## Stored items
▽

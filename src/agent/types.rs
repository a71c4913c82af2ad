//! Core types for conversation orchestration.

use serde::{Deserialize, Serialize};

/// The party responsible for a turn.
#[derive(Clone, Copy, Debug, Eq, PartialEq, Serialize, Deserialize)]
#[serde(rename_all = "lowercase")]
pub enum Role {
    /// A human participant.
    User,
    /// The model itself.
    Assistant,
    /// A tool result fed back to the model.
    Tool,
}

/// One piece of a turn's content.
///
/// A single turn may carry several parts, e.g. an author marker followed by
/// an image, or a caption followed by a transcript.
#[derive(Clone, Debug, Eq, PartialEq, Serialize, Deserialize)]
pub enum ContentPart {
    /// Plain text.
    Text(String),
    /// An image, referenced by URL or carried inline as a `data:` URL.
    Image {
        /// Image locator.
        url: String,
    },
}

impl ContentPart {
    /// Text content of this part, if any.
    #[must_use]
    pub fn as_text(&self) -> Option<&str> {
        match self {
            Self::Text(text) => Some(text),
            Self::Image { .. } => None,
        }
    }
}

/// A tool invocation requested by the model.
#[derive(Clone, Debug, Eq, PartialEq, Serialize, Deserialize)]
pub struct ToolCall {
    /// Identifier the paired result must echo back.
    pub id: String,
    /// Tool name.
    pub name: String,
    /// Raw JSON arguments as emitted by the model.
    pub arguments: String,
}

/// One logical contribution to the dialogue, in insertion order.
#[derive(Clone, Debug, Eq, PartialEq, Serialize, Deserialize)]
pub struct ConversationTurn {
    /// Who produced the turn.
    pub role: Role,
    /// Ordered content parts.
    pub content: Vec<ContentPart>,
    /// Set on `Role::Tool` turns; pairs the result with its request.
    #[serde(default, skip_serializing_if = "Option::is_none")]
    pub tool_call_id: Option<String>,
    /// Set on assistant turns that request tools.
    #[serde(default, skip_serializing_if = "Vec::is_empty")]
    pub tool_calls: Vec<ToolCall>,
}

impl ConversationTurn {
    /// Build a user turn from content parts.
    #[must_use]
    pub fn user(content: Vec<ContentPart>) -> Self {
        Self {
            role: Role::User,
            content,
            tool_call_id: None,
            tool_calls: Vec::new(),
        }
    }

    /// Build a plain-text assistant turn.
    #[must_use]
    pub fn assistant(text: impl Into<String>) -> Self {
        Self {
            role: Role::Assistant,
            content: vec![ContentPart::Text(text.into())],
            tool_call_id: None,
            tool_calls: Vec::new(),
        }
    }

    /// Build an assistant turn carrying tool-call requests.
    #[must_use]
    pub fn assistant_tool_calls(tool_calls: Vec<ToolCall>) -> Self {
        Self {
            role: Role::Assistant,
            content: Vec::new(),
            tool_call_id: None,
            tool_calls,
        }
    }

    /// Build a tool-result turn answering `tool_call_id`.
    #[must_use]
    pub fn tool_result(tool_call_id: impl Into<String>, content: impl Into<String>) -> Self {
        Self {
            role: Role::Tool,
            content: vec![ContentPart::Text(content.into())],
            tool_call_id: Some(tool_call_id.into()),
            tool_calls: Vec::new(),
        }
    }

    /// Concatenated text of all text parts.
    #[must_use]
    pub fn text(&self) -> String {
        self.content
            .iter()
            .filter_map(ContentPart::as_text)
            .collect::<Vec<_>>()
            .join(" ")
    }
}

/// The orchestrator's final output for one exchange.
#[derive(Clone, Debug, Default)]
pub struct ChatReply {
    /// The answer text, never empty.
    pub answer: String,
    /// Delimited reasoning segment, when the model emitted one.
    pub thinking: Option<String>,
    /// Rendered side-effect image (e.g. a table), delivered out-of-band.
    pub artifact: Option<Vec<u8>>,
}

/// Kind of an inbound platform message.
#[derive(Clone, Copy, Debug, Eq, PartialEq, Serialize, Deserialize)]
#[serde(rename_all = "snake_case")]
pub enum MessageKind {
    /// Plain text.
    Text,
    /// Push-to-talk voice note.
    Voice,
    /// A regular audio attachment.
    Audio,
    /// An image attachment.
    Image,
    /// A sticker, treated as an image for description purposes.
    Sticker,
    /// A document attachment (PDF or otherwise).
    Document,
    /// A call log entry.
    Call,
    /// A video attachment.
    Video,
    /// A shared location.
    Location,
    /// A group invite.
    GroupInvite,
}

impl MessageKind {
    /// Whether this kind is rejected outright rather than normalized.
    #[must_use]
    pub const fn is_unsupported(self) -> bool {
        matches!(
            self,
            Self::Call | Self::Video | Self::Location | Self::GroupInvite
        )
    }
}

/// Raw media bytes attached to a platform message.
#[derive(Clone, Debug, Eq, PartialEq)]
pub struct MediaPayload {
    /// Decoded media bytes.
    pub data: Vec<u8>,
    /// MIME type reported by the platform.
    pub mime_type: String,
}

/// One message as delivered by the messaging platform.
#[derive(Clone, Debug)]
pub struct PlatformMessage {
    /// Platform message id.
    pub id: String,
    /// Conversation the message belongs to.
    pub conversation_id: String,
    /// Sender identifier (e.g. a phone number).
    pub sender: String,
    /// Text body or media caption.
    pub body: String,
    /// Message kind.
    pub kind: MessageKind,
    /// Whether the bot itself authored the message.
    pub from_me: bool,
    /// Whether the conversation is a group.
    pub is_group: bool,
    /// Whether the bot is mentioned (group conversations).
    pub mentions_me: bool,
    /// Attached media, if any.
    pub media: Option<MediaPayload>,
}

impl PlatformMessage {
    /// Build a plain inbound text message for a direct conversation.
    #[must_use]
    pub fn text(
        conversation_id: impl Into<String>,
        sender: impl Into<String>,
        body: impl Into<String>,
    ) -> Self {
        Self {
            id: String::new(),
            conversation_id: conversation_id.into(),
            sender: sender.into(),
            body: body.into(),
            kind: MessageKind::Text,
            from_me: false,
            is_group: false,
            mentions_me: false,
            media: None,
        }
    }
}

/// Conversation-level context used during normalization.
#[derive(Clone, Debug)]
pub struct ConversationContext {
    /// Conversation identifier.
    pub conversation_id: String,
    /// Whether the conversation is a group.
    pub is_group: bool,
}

△

Using the records above, select and copy every line that has the word "ConversationTurn".

pub struct ConversationTurn {
impl ConversationTurn {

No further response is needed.